As mortes causadas por tempestades tropicais nos EUA têm vindo a aumentar

De acordo com o estudo, as mortes relacionadas com tempestades que ocorreram há 15 anos, medidas como o número de mortes acima do que seria de esperar, estão a aumentar mais rapidamente à medida que as tempestades aumentam de frequência.

Alterações climáticas
As alterações climáticas têm provocado um aumento da intensidade e da frequência dos eventos extremos

Mas os autores também sugerem mudanças mais subtis e a longo prazo que pode prejudicar os sobreviventes de furacões. Pedir emprestado às poupanças da reforma para cobrir um prejuízo não coberto por um seguro pode levar a uma situação financeira mais difícil no futuro. O stress de perder uma casa pode agravar problemas cardíacos que acabam por ser fatais. Os furacões podem afetar a capacidade das administrações locais, retirando recursos a prioridades como a segurança rodoviária ou o combate aos incêndios.

Por exemplo, os doentes com cancro que passaram pelo furacão Katrina em 2005 tiveram taxas de sobrevivência mais baixas mesmo anos mais tarde, o que provavelmente teve a ver com perturbações no seu tratamento.

O estudo também concluiu que os negros suportam uma carga desproporcionada de mortalidade devido a tempestades tropicais, em parte porque vivem mais em zonas propensas a furacões, mas também porque tendem a ter menos recursos financeiros e menos acesso a cuidados de saúde.

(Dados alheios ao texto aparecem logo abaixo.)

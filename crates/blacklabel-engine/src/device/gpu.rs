use anyhow::{Context, Result};
use wgpu::SurfaceError;
use winit::dpi::PhysicalSize;
use winit::window::Window;

use super::{surface, GpuInit, SurfaceErrorAction};

/// One acquired swapchain image and the encoder recording into it.
///
/// Drop or submit it promptly; the next acquisition waits on it.
pub struct GpuFrame {
    pub surface_texture: wgpu::SurfaceTexture,
    pub view: wgpu::TextureView,
    pub encoder: wgpu::CommandEncoder,
}

/// wgpu objects for the page window. Borrows the window for `'w`.
pub struct Gpu<'w> {
    _instance: wgpu::Instance,
    surface: wgpu::Surface<'w>,
    device: wgpu::Device,
    queue: wgpu::Queue,
    config: wgpu::SurfaceConfiguration,
    /// Latest window size in physical pixels, possibly zero.
    size: PhysicalSize<u32>,
}

impl<'w> Gpu<'w> {
    pub async fn new(window: &'w Window, init: GpuInit) -> Result<Self> {
        let size = window.inner_size();
        anyhow::ensure!(
            size.width > 0 && size.height > 0,
            "window has zero size ({}x{})",
            size.width,
            size.height
        );

        let instance = wgpu::Instance::new(&wgpu::InstanceDescriptor {
            backends: wgpu::Backends::all(),
            ..Default::default()
        });
        let surface = instance
            .create_surface(window)
            .context("failed to create wgpu surface")?;

        let adapter = instance
            .request_adapter(&wgpu::RequestAdapterOptions {
                power_preference: init.power_preference,
                compatible_surface: Some(&surface),
                force_fallback_adapter: false,
            })
            .await
            .context("no GPU adapter can present to this window")?;
        let info = adapter.get_info();
        log::info!("adapter {:?} ({:?})", info.name, info.backend);

        let (device, queue) = adapter
            .request_device(&wgpu::DeviceDescriptor {
                label: Some("blacklabel device"),
                required_features: init.required_features,
                required_limits: init.required_limits.using_resolution(adapter.limits()),
                experimental_features: wgpu::ExperimentalFeatures::disabled(),
                memory_hints: wgpu::MemoryHints::MemoryUsage,
                trace: wgpu::Trace::Off,
            })
            .await
            .context("failed to create wgpu device")?;

        let caps = surface.get_capabilities(&adapter);
        let format = surface::choose_format(&caps, init.prefer_srgb)
            .context("surface reports no formats")?;
        let config = wgpu::SurfaceConfiguration {
            usage: wgpu::TextureUsages::RENDER_ATTACHMENT,
            format,
            width: size.width,
            height: size.height,
            present_mode: init.present_mode,
            alpha_mode: surface::choose_alpha_mode(&caps, init.alpha_mode),
            view_formats: vec![],
            desired_maximum_frame_latency: init.desired_maximum_frame_latency,
        };
        surface.configure(&device, &config);
        log::debug!("surface {format:?} at {}x{}", size.width, size.height);

        Ok(Self {
            _instance: instance,
            surface,
            device,
            queue,
            config,
            size,
        })
    }

    pub fn surface_format(&self) -> wgpu::TextureFormat {
        self.config.format
    }

    /// Window size in physical pixels. Zero while minimized.
    pub fn size(&self) -> PhysicalSize<u32> {
        self.size
    }

    pub fn device(&self) -> &wgpu::Device {
        &self.device
    }

    pub fn queue(&self) -> &wgpu::Queue {
        &self.queue
    }

    pub fn resize(&mut self, new_size: PhysicalSize<u32>) {
        self.size = new_size;
        surface::resize(&self.surface, &self.device, &mut self.config, new_size);
    }

    pub fn begin_frame(&self) -> std::result::Result<GpuFrame, SurfaceError> {
        let surface_texture = self.surface.get_current_texture()?;
        let view = surface_texture.texture.create_view(&Default::default());
        let encoder = self.device.create_command_encoder(&wgpu::CommandEncoderDescriptor {
            label: Some("blacklabel frame encoder"),
        });
        Ok(GpuFrame { surface_texture, view, encoder })
    }

    /// Submits the frame's commands and presents it.
    pub fn submit(&self, frame: GpuFrame) {
        let GpuFrame { surface_texture, view, encoder } = frame;
        self.queue.submit([encoder.finish()]);
        drop(view);
        surface_texture.present();
    }

    pub fn handle_surface_error(&mut self, err: SurfaceError) -> SurfaceErrorAction {
        surface::recover(&self.surface, &self.device, &self.config, self.size, err)
    }
}
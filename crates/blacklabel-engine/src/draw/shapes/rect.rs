use crate::coords::Rect;
use crate::draw::{DrawCmd, DrawList, ZIndex};
use crate::paint::Color;

/// Solid rectangle payload.
#[derive(Debug, Clone, PartialEq)]
pub struct RectCmd {
    pub rect: Rect,
    pub color: Color,
}

impl DrawList {
    /// Records a solid rectangle.
    #[inline]
    pub fn push_rect(&mut self, z: ZIndex, rect: Rect, color: Color) {
        self.push(z, DrawCmd::Rect(RectCmd { rect, color }));
    }

    /// Records a rectangle outline of `width` as four edge strips.
    pub fn push_outline(&mut self, z: ZIndex, rect: Rect, width: f32, color: Color) {
        let r = rect.normalized();
        let w = width.min(r.size.x * 0.5).min(r.size.y * 0.5).max(0.0);
        if w <= 0.0 {
            return;
        }
        let (x, y, rw, rh) = (r.origin.x, r.origin.y, r.size.x, r.size.y);
        self.push_rect(z, Rect::new(x, y, rw, w), color);
        self.push_rect(z, Rect::new(x, y + rh - w, rw, w), color);
        self.push_rect(z, Rect::new(x, y + w, w, rh - 2.0 * w), color);
        self.push_rect(z, Rect::new(x + rw - w, y + w, w, rh - 2.0 * w), color);
    }
}
use crate::coords::Vec2;
use crate::draw::{DrawCmd, DrawList, ZIndex};
use crate::paint::Color;
use crate::text::FontId;

/// A run of text anchored at its top-left corner, in logical pixels.
#[derive(Debug, Clone, PartialEq)]
pub struct TextCmd {
    pub text: String,
    pub font: FontId,
    pub size: f32,
    pub color: Color,
    pub origin: Vec2,
    /// Wrap width. `None` keeps the run on one line.
    pub max_width: Option<f32>,
}

impl TextCmd {
    /// Unwrapped run at the origin.
    pub fn new(text: impl Into<String>, font: FontId, size: f32, color: Color) -> Self {
        Self { text: text.into(), font, size, color, origin: Vec2::ZERO, max_width: None }
    }

    pub fn at(mut self, origin: Vec2) -> Self {
        self.origin = origin;
        self
    }

    pub fn wrapped(mut self, max_width: Option<f32>) -> Self {
        self.max_width = max_width;
        self
    }
}

impl DrawList {
    pub fn push_text(&mut self, z: ZIndex, run: TextCmd) {
        self.push(z, DrawCmd::Text(run));
    }
}

#[cfg(test)]
mod tests {
    use super::*;

    #[test]
    fn builder_sets_anchor_and_wrap() {
        let run = TextCmd::new("Black Label", FontId(0), 64.0, Color::WHITE)
            .at(Vec2::new(48.0, 200.0))
            .wrapped(Some(560.0));
        assert_eq!(run.origin, Vec2::new(48.0, 200.0));
        assert_eq!(run.max_width, Some(560.0));

        let mut list = DrawList::new();
        list.push_text(ZIndex::COPY, run.clone());
        assert!(matches!(&list.items()[0].cmd, DrawCmd::Text(t) if *t == run));
    }
}
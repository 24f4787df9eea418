//! Plumbing shared by the 2D overlay renderers: a unit quad drawn once per
//! instance, a viewport uniform at binding 0, and a pass that loads whatever
//! the mesh backend already drew.

use std::marker::PhantomData;

use bytemuck::{Pod, Zeroable};
use wgpu::util::DeviceExt;

use crate::coords::Viewport;
use crate::render::{RenderCtx, RenderTarget};

#[repr(C)]
#[derive(Debug, Copy, Clone, Pod, Zeroable)]
pub(super) struct ViewportUniform {
    size: [f32; 2],
    _pad: [f32; 2],
}

impl ViewportUniform {
    pub(super) const SIZE: wgpu::BufferSize =
        match wgpu::BufferSize::new(std::mem::size_of::<ViewportUniform>() as u64) {
            Some(size) => size,
            None => panic!("ViewportUniform is zero-sized"),
        };

    /// Zero-sized viewports are bumped to one pixel so the shader never
    /// divides by zero.
    pub(super) fn new(viewport: Viewport) -> Self {
        Self {
            size: [viewport.width.max(1.0), viewport.height.max(1.0)],
            _pad: [0.0; 2],
        }
    }

    pub(super) fn layout_entry() -> wgpu::BindGroupLayoutEntry {
        wgpu::BindGroupLayoutEntry {
            binding: 0,
            visibility: wgpu::ShaderStages::VERTEX,
            ty: wgpu::BindingType::Buffer {
                ty: wgpu::BufferBindingType::Uniform,
                has_dynamic_offset: false,
                min_binding_size: Some(Self::SIZE),
            },
            count: None,
        }
    }

    pub(super) fn create_buffer(device: &wgpu::Device, label: &str) -> wgpu::Buffer {
        device.create_buffer(&wgpu::BufferDescriptor {
            label: Some(label),
            size: Self::SIZE.get(),
            usage: wgpu::BufferUsages::UNIFORM | wgpu::BufferUsages::COPY_DST,
            mapped_at_creation: false,
        })
    }
}

/// Unit quad corners, `[0, 1]²`. Instances stretch it in the vertex shader.
const CORNERS: [[f32; 2]; 4] = [[0.0, 0.0], [1.0, 0.0], [1.0, 1.0], [0.0, 1.0]];
const CORNER_INDICES: [u16; 6] = [0, 1, 2, 0, 2, 3];

const CORNER_ATTRS: [wgpu::VertexAttribute; 1] = wgpu::vertex_attr_array![0 => Float32x2];

pub(super) struct UnitQuad {
    vertices: wgpu::Buffer,
    indices: wgpu::Buffer,
}

impl UnitQuad {
    pub(super) fn new(device: &wgpu::Device) -> Self {
        Self {
            vertices: device.create_buffer_init(&wgpu::util::BufferInitDescriptor {
                label: Some("blacklabel unit quad"),
                contents: bytemuck::cast_slice(&CORNERS),
                usage: wgpu::BufferUsages::VERTEX,
            }),
            indices: device.create_buffer_init(&wgpu::util::BufferInitDescriptor {
                label: Some("blacklabel unit quad indices"),
                contents: bytemuck::cast_slice(&CORNER_INDICES),
                usage: wgpu::BufferUsages::INDEX,
            }),
        }
    }

    pub(super) fn layout() -> wgpu::VertexBufferLayout<'static> {
        wgpu::VertexBufferLayout {
            array_stride: std::mem::size_of::<[f32; 2]>() as u64,
            step_mode: wgpu::VertexStepMode::Vertex,
            attributes: &CORNER_ATTRS,
        }
    }
}

/// Per-instance vertex data that can be streamed through [`InstanceBuffer`].
pub(super) trait Instance: Pod {
    fn layout() -> wgpu::VertexBufferLayout<'static>;
}

/// Instance buffer that grows in powers of two and is never shrunk.
pub(super) struct InstanceBuffer<T> {
    label: &'static str,
    slot: Option<(wgpu::Buffer, usize)>,
    _marker: PhantomData<T>,
}

impl<T: Instance> InstanceBuffer<T> {
    pub(super) const fn new(label: &'static str) -> Self {
        Self { label, slot: None, _marker: PhantomData }
    }

    pub(super) fn upload(&mut self, ctx: &RenderCtx<'_>, items: &[T]) -> &wgpu::Buffer {
        let slot = match self.slot.take() {
            Some(slot) if slot.1 >= items.len() => slot,
            _ => {
                let cap = instance_capacity(items.len());
                let buffer = ctx.device.create_buffer(&wgpu::BufferDescriptor {
                    label: Some(self.label),
                    size: (cap * std::mem::size_of::<T>()) as u64,
                    usage: wgpu::BufferUsages::VERTEX | wgpu::BufferUsages::COPY_DST,
                    mapped_at_creation: false,
                });
                (buffer, cap)
            }
        };
        let (buffer, _) = self.slot.insert(slot);
        ctx.queue.write_buffer(buffer, 0, bytemuck::cast_slice(items));
        buffer
    }
}

fn instance_capacity(required: usize) -> usize {
    required.next_power_of_two().max(64)
}

/// Overlay pipeline: unit quad at slot 0, `I` at slot 1, premultiplied alpha
/// blending, no depth.
pub(super) fn overlay_pipeline<I: Instance>(
    ctx: &RenderCtx<'_>,
    name: &str,
    wgsl: &str,
    bgl: &wgpu::BindGroupLayout,
) -> wgpu::RenderPipeline {
    let device = ctx.device;
    let shader = device.create_shader_module(wgpu::ShaderModuleDescriptor {
        label: Some(name),
        source: wgpu::ShaderSource::Wgsl(wgsl.into()),
    });
    let layout = device.create_pipeline_layout(&wgpu::PipelineLayoutDescriptor {
        label: Some(name),
        bind_group_layouts: &[bgl],
        immediate_size: 0,
    });

    let premultiplied = wgpu::BlendComponent {
        src_factor: wgpu::BlendFactor::One,
        dst_factor: wgpu::BlendFactor::OneMinusSrcAlpha,
        operation: wgpu::BlendOperation::Add,
    };

    device.create_render_pipeline(&wgpu::RenderPipelineDescriptor {
        label: Some(name),
        layout: Some(&layout),
        vertex: wgpu::VertexState {
            module: &shader,
            entry_point: Some("vs_main"),
            compilation_options: Default::default(),
            buffers: &[UnitQuad::layout(), I::layout()],
        },
        fragment: Some(wgpu::FragmentState {
            module: &shader,
            entry_point: Some("fs_main"),
            compilation_options: Default::default(),
            targets: &[Some(wgpu::ColorTargetState {
                format: ctx.surface_format,
                blend: Some(wgpu::BlendState { color: premultiplied, alpha: premultiplied }),
                write_mask: wgpu::ColorWrites::ALL,
            })],
        }),
        primitive: wgpu::PrimitiveState::default(),
        depth_stencil: None,
        multisample: wgpu::MultisampleState::default(),
        multiview_mask: None,
        cache: None,
    })
}

/// Records one instanced draw of `count` quads on top of the current target
/// contents.
pub(super) fn draw_overlay(
    target: &mut RenderTarget<'_>,
    name: &str,
    pipeline: &wgpu::RenderPipeline,
    bind_group: &wgpu::BindGroup,
    quad: &UnitQuad,
    instances: &wgpu::Buffer,
    count: usize,
) {
    let mut pass = target.encoder.begin_render_pass(&wgpu::RenderPassDescriptor {
        label: Some(name),
        color_attachments: &[Some(wgpu::RenderPassColorAttachment {
            view: target.color_view,
            resolve_target: None,
            ops: wgpu::Operations { load: wgpu::LoadOp::Load, store: wgpu::StoreOp::Store },
            depth_slice: None,
        })],
        depth_stencil_attachment: None,
        timestamp_writes: None,
        occlusion_query_set: None,
        multiview_mask: None,
    });

    pass.set_pipeline(pipeline);
    pass.set_bind_group(0, bind_group, &[]);
    pass.set_vertex_buffer(0, quad.vertices.slice(..));
    pass.set_vertex_buffer(1, instances.slice(..));
    pass.set_index_buffer(quad.indices.slice(..), wgpu::IndexFormat::Uint16);
    pass.draw_indexed(0..CORNER_INDICES.len() as u32, 0, 0..count as u32);
}
use super::{DrawCmd, SortKey, ZIndex};

/// A single draw item: sort key + command.
#[derive(Debug, Clone, PartialEq)]
pub struct DrawItem {
    pub key: SortKey,
    pub cmd: DrawCmd,
}

/// Recorded draw stream for a frame.
///
/// `push()` is O(1); paint-order iteration reuses an internal index buffer.
#[derive(Debug, Default)]
pub struct DrawList {
    items: Vec<DrawItem>,
    next_order: u32,

    sorted_indices: Vec<usize>,
    sorted_dirty: bool,
}

impl DrawList {
    #[inline]
    pub fn new() -> Self {
        Self::default()
    }

    /// Clears recorded items, keeping capacity.
    #[inline]
    pub fn clear(&mut self) {
        self.items.clear();
        self.next_order = 0;
        self.sorted_indices.clear();
        self.sorted_dirty = true;
    }

    #[inline]
    pub fn len(&self) -> usize {
        self.items.len()
    }

    #[inline]
    pub fn is_empty(&self) -> bool {
        self.items.is_empty()
    }

    /// Items in insertion order.
    #[inline]
    pub fn items(&self) -> &[DrawItem] {
        &self.items
    }

    #[inline]
    pub fn push(&mut self, z: ZIndex, cmd: DrawCmd) {
        let order = self.next_order;
        self.next_order = self.next_order.wrapping_add(1);

        self.items.push(DrawItem {
            key: SortKey { z, order },
            cmd,
        });

        self.sorted_dirty = true;
    }

    /// Iterates items back-to-front without cloning commands.
    pub fn iter_in_paint_order(&mut self) -> impl Iterator<Item = &DrawItem> {
        if self.sorted_dirty {
            self.sorted_indices.clear();
            self.sorted_indices.extend(0..self.items.len());
            let items = &self.items;
            self.sorted_indices.sort_by_key(|&i| items[i].key);
            self.sorted_dirty = false;
        }

        self.sorted_indices.iter().map(|&i| &self.items[i])
    }
}

#[cfg(test)]
mod tests {
    use super::*;
    use crate::coords::Rect;
    use crate::paint::Color;

    fn z_of(list: &mut DrawList) -> Vec<(i32, u32)> {
        list.iter_in_paint_order().map(|i| (i.key.z.0, i.key.order)).collect()
    }

    #[test]
    fn paint_order_sorts_by_z_then_insertion() {
        let mut list = DrawList::new();
        let r = Rect::new(0.0, 0.0, 1.0, 1.0);
        list.push_rect(ZIndex::COPY, r, Color::WHITE);
        list.push_rect(ZIndex::BACKDROP, r, Color::BLACK);
        list.push_rect(ZIndex::COPY, r, Color::WHITE);

        assert_eq!(z_of(&mut list), vec![(-10, 1), (10, 0), (10, 2)]);
    }

    #[test]
    fn clear_resets_order() {
        let mut list = DrawList::new();
        list.push_rect(ZIndex::CHROME, Rect::new(0.0, 0.0, 1.0, 1.0), Color::WHITE);
        list.clear();
        assert!(list.is_empty());
        list.push_rect(ZIndex::CHROME, Rect::new(0.0, 0.0, 1.0, 1.0), Color::WHITE);
        assert_eq!(z_of(&mut list), vec![(0, 0)]);
    }
}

Além disso, há efeitos psicológicos que podem afetar a saúde física. David Abramson, professor clínico da Escola de Saúde Pública Global da Universidade de Nova Iorque, acompanhou um grupo de sobreviventes do Katrina durante anos. Ao longo do tempo, notou um aumento do abuso de substâncias, o que pode estar relacionado com o trauma de verem as suas vidas destruídas.

As tempestades pesam mais nos estados que são atingidos repetidamente, como a Flórida, onde os autores do estudo atribuem 13% das mortes globais ao clima tempestuoso.

Prevê-se que a ameaça dos furacões aumente devido às alterações climáticas.

Embora as mortes tenham aumentado ao longo do século XX à medida que a população crescia nas costas do Atlântico e do Golfo, os dados do Young e de Hsiang mostram um ponto de inflexão por volta de 2001, quando as tempestades começaram a tornar-se mais frequentes.

Por essa razão, apesar das mortes diretas causadas por tempestades terem diminuído ao longo das décadas, Hsiang apelou a mais investigação sobre o número muito maior de mortes que ocorrem muito depois dos ciclones tropicais terem desaparecido.